3

This question about ice maker repair seems off-topic to me. I went to check the FAQ, but it says the "equipment" questions are on topic. Does that include repair? That seems more appropriate for the DIY community.

4

I don't think so.

The "kitchen equipment" part of what is acceptable is rather poorly defined, primarily because we haven't had many off-topic candidates asked.

There have been two equipment meta discussions:

Unfortunately, neither set very good boundaries on what is considered on or off topic. Even Aaronut's answer only leaves it at "questions about kitchen equipment are on topic". The only things I can specifically take away from those are: (1) product comparisons are OK, (2) use questions are OK, and (3) acquisition and assembly may not be.

That said, I think it's pretty easy to draw a line here.
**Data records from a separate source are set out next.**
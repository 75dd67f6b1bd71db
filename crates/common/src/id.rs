//! ID generation utilities.

use ulid::Ulid;
use uuid::Uuid;

/// ID generator for violations and accounts.
#[derive(Debug, Clone, Default)]
pub struct IdGenerator {
    _private: (),
}

impl IdGenerator {
    /// Create a new ID generator.
    #[must_use]
    pub const fn new() -> Self {
        Self { _private: () }
    }

    /// Generate a new ULID-based ID.
    ///
    /// ULIDs sort by creation time, which keeps violation IDs roughly
    /// aligned with `created_at` ordering.
    #[must_use]
    pub fn generate(&self) -> String {
        Ulid::new().to_string().to_lowercase()
    }

    /// Generate a session token.
    #[must_use]
    pub fn generate_token(&self) -> String {
        // No time component in session tokens
        Uuid::new_v4().simple().to_string()
    }
}

#[cfg(test)]
mod tests {
    use super::*;

    #[test]
    fn test_generate_ulid() {
        let id_gen = IdGenerator::new();
        let id1 = id_gen.generate();
        let id2 = id_gen.generate();

        assert_eq!(id1.len(), 26);
        assert_eq!(id2.len(), 26);
        assert_ne!(id1, id2);
        assert_eq!(id1, id1.to_lowercase());
    }

    #[test]
    fn test_generate_token() {
        let id_gen = IdGenerator::new();
        let token = id_gen.generate_token();

        assert_eq!(token.len(), 32); // Simple UUID without hyphens
        assert_ne!(token, id_gen.generate_token());
    }
}
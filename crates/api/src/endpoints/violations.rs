//! Violation endpoints.

use std::collections::HashMap;

use axum::{
    extract::{DefaultBodyLimit, Multipart, Path, Query, State},
    http::header,
    response::{IntoResponse, Response},
    routing::{get, post},
    Json, Router,
};
use compliance_common::{AppError, AppResult};
use compliance_core::{
    ExportFormat, PhotoUpload, ReportViolationInput, Violation, ViolationFilter, ViolationStats,
};
use serde::Deserialize;

use crate::{extractors::AuthActor, middleware::AppState, response::ApiResponse};

/// Largest accepted photo upload request.
const MAX_UPLOAD_BYTES: usize = 10 * 1024 * 1024;

/// Dashboard filter query. `all` or an empty value disables a predicate.
#[derive(Debug, Default, Deserialize)]
pub struct FilterQuery {
    pub status: Option<String>,
    pub category: Option<String>,
    pub search: Option<String>,
}

impl FilterQuery {
    fn into_filter(self) -> AppResult<ViolationFilter> {
        Ok(ViolationFilter {
            status: parse_choice(self.status.as_deref())?,
            category: parse_choice(self.category.as_deref())?,
            search_text: self.search,
            ..ViolationFilter::default()
        })
    }
}

fn parse_choice<T>(raw: Option<&str>) -> AppResult<Option<T>>
where
    T: std::str::FromStr<Err = String>,
{
    match raw.map(str::trim) {
        None | Some("" | "all") => Ok(None),
        Some(value) => value.parse().map(Some).map_err(AppError::BadRequest),
    }
}

/// Export query.
#[derive(Debug, Deserialize)]
pub struct ExportQuery {
    #[serde(default)]
    pub format: ExportFormat,
    #[serde(flatten)]
    pub filter: FilterQuery,
}

/// Body of a transition that carries no payload.
#[derive(Debug, Deserialize)]
pub struct RevisionRequest {
    pub revision: i64,
}

/// Body of a rejection.
#[derive(Debug, Deserialize)]
pub struct RejectRequest {
    pub revision: i64,
    #[serde(default)]
    pub reason: String,
}

/// Text fields and the named file part of a multipart form.
struct UploadForm {
    fields: HashMap<String, String>,
    file: Option<PhotoUpload>,
}

impl UploadForm {
    async fn read(mut multipart: Multipart, file_field: &str) -> AppResult<Self> {
        let mut fields = HashMap::new();
        let mut file = None;

        while let Some(field) = multipart
            .next_field()
            .await
            .map_err(|e| AppError::BadRequest(e.to_string()))?
        {
            let name = field.name().unwrap_or("").to_string();

            if name == file_field {
                let file_name = field.file_name().unwrap_or("upload").to_string();
                let content_type = field
                    .content_type()
                    .unwrap_or("application/octet-stream")
                    .to_string();
                let data = field
                    .bytes()
                    .await
                    .map_err(|e| AppError::BadRequest(e.to_string()))?
                    .to_vec();
                file = Some(PhotoUpload {
                    file_name,
                    content_type,
                    data,
                });
            } else {
                let text = field
                    .text()
                    .await
                    .map_err(|e| AppError::BadRequest(e.to_string()))?;
                fields.insert(name, text);
            }
        }

        Ok(Self { fields, file })
    }

    fn field(&self, name: &str) -> AppResult<&str> {
        self.fields
            .get(name)
            .map(String::as_str)
            .ok_or_else(|| AppError::BadRequest(format!("Missing form field: {name}")))
    }

    fn revision(&self) -> AppResult<i64> {
        self.field("revision")?
            .trim()
            .parse()
            .map_err(|_| AppError::BadRequest("revision must be an integer".to_string()))
    }
}

/// Report a violation without evidence.
async fn report(
    AuthActor(actor): AuthActor,
    State(state): State<AppState>,
    Json(req): Json<ReportViolationInput>,
) -> AppResult<ApiResponse<Violation>> {
    let violation = state.violation_service.report(&actor, req, None).await?;
    Ok(ApiResponse::ok(violation))
}

/// Report a violation with an evidence photo.
///
/// Expects a `data` part holding the report as JSON and an optional
/// `evidence` file part.
async fn report_with_evidence(
    AuthActor(actor): AuthActor,
    State(state): State<AppState>,
    multipart: Multipart,
) -> AppResult<ApiResponse<Violation>> {
    let form = UploadForm::read(multipart, "evidence").await?;
    let input: ReportViolationInput = serde_json::from_str(form.field("data")?)
        .map_err(|e| AppError::BadRequest(format!("Invalid report data: {e}")))?;

    let violation = state
        .violation_service
        .report(&actor, input, form.file)
        .await?;
    Ok(ApiResponse::ok(violation))
}

/// List visible violations.
async fn list(
    AuthActor(actor): AuthActor,
    State(state): State<AppState>,
    Query(query): Query<FilterQuery>,
) -> AppResult<ApiResponse<Vec<Violation>>> {
    let filter = query.into_filter()?;
    let violations = state
        .violation_service
        .list_filtered(&actor, &filter)
        .await?;
    Ok(ApiResponse::ok(violations))
}

/// Get a violation.
async fn show(
    AuthActor(actor): AuthActor,
    State(state): State<AppState>,
    Path(id): Path<String>,
) -> AppResult<ApiResponse<Violation>> {
    let violation = state.violation_service.get(&actor, &id).await?;
    Ok(ApiResponse::ok(violation))
}

/// Dashboard counters.
async fn stats(
    AuthActor(actor): AuthActor,
    State(state): State<AppState>,
) -> AppResult<ApiResponse<ViolationStats>> {
    let stats = state.violation_service.stats(&actor).await?;
    Ok(ApiResponse::ok(stats))
}

/// Download the filtered list as CSV or JSON.
async fn export(
    AuthActor(actor): AuthActor,
    State(state): State<AppState>,
    Query(query): Query<ExportQuery>,
) -> AppResult<Response> {
    let filter = query.filter.into_filter()?;
    let export = state
        .violation_service
        .export(&actor, &filter, query.format)
        .await?;

    Ok((
        [
            (header::CONTENT_TYPE, export.content_type.to_string()),
            (
                header::CONTENT_DISPOSITION,
                format!("attachment; filename=\"{}\"", export.filename),
            ),
        ],
        export.body,
    )
        .into_response())
}

/// Student acknowledges a violation.
async fn acknowledge(
    AuthActor(actor): AuthActor,
    State(state): State<AppState>,
    Path(id): Path<String>,
    Json(req): Json<RevisionRequest>,
) -> AppResult<ApiResponse<Violation>> {
    let violation = state
        .violation_service
        .acknowledge(&actor, &id, req.revision)
        .await?;
    Ok(ApiResponse::ok(violation))
}

/// Student submits correction proof as multipart `file` + `revision`.
async fn submit_correction(
    AuthActor(actor): AuthActor,
    State(state): State<AppState>,
    Path(id): Path<String>,
    multipart: Multipart,
) -> AppResult<ApiResponse<Violation>> {
    let form = UploadForm::read(multipart, "file").await?;
    let revision = form.revision()?;
    let file = form
        .file
        .ok_or_else(|| AppError::MissingPayload("correction file is required".to_string()))?;

    let violation = state
        .violation_service
        .submit_correction(&actor, &id, revision, file)
        .await?;
    Ok(ApiResponse::ok(violation))
}

/// Admin verifies a correction.
async fn verify(
    AuthActor(actor): AuthActor,
    State(state): State<AppState>,
    Path(id): Path<String>,
    Json(req): Json<RevisionRequest>,
) -> AppResult<ApiResponse<Violation>> {
    let violation = state
        .violation_service
        .verify(&actor, &id, req.revision)
        .await?;
    Ok(ApiResponse::ok(violation))
}

/// Admin rejects a correction.
async fn reject(
    AuthActor(actor): AuthActor,
    State(state): State<AppState>,
    Path(id): Path<String>,
    Json(req): Json<RejectRequest>,
) -> AppResult<ApiResponse<Violation>> {
    let violation = state
        .violation_service
        .reject(&actor, &id, req.revision, &req.reason)
        .await?;
    Ok(ApiResponse::ok(violation))
}

pub fn router() -> Router<AppState> {
    Router::new()
        .route("/", get(list).post(report))
        .route("/with-evidence", post(report_with_evidence))
        .route("/stats", get(stats))
        .route("/export", get(export))
        .route("/{id}", get(show))
        .route("/{id}/acknowledge", post(acknowledge))
        .route("/{id}/correction", post(submit_correction))
        .route("/{id}/verify", post(verify))
        .route("/{id}/reject", post(reject))
        .layer(DefaultBodyLimit::max(MAX_UPLOAD_BYTES))
}

#[cfg(test)]
#[allow(clippy::unwrap_used)]
mod tests {
    use super::*;
    use compliance_core::{Category, ViolationStatus};

    #[test]
    fn test_filter_query_all_means_no_predicate() {
        let filter = FilterQuery {
            status: Some("all".to_string()),
            category: Some(String::new()),
            search: Some("ravi".to_string()),
        }
        .into_filter()
        .unwrap();

        assert!(filter.status.is_none());
        assert!(filter.category.is_none());
        assert_eq!(filter.search_text.as_deref(), Some("ravi"));
    }

    #[test]
    fn test_filter_query_parses_labels() {
        let filter = FilterQuery {
            status: Some("Corrected".to_string()),
            category: Some("Missing ID/Badge".to_string()),
            search: None,
        }
        .into_filter()
        .unwrap();

        assert_eq!(filter.status, Some(ViolationStatus::Corrected));
        assert_eq!(filter.category, Some(Category::MissingIdBadge));
    }

    #[test]
    fn test_filter_query_rejects_unknown_status() {
        let result = FilterQuery {
            status: Some("closed".to_string()),
            ..FilterQuery::default()
        }
        .into_filter();

        assert!(matches!(result, Err(AppError::BadRequest(_))));
    }
}
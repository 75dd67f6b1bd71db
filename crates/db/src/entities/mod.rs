//! Database entities.

pub mod account;
pub mod violation;

pub use account::Entity as Account;
pub use violation::Entity as Violation;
I cannot recall the location of this answer, or recall the actual topic it was addressing (it wasn't equipment), but someone said (paraphrasing):

If the knowledge is something that would be taught at a culinary school it should be allowed.

Granted, that does not mean that anything that isn't taught at a culinary school is not allowed, but I think in the case of equipment repair we should make that connection. I think it's uncommon for any cook or chef to know how to diagnose or repair an appliance, they certainly wouldn't have learned that in a culinary school, cookbook, cooking show, or any other cooking resource that I've ever seen.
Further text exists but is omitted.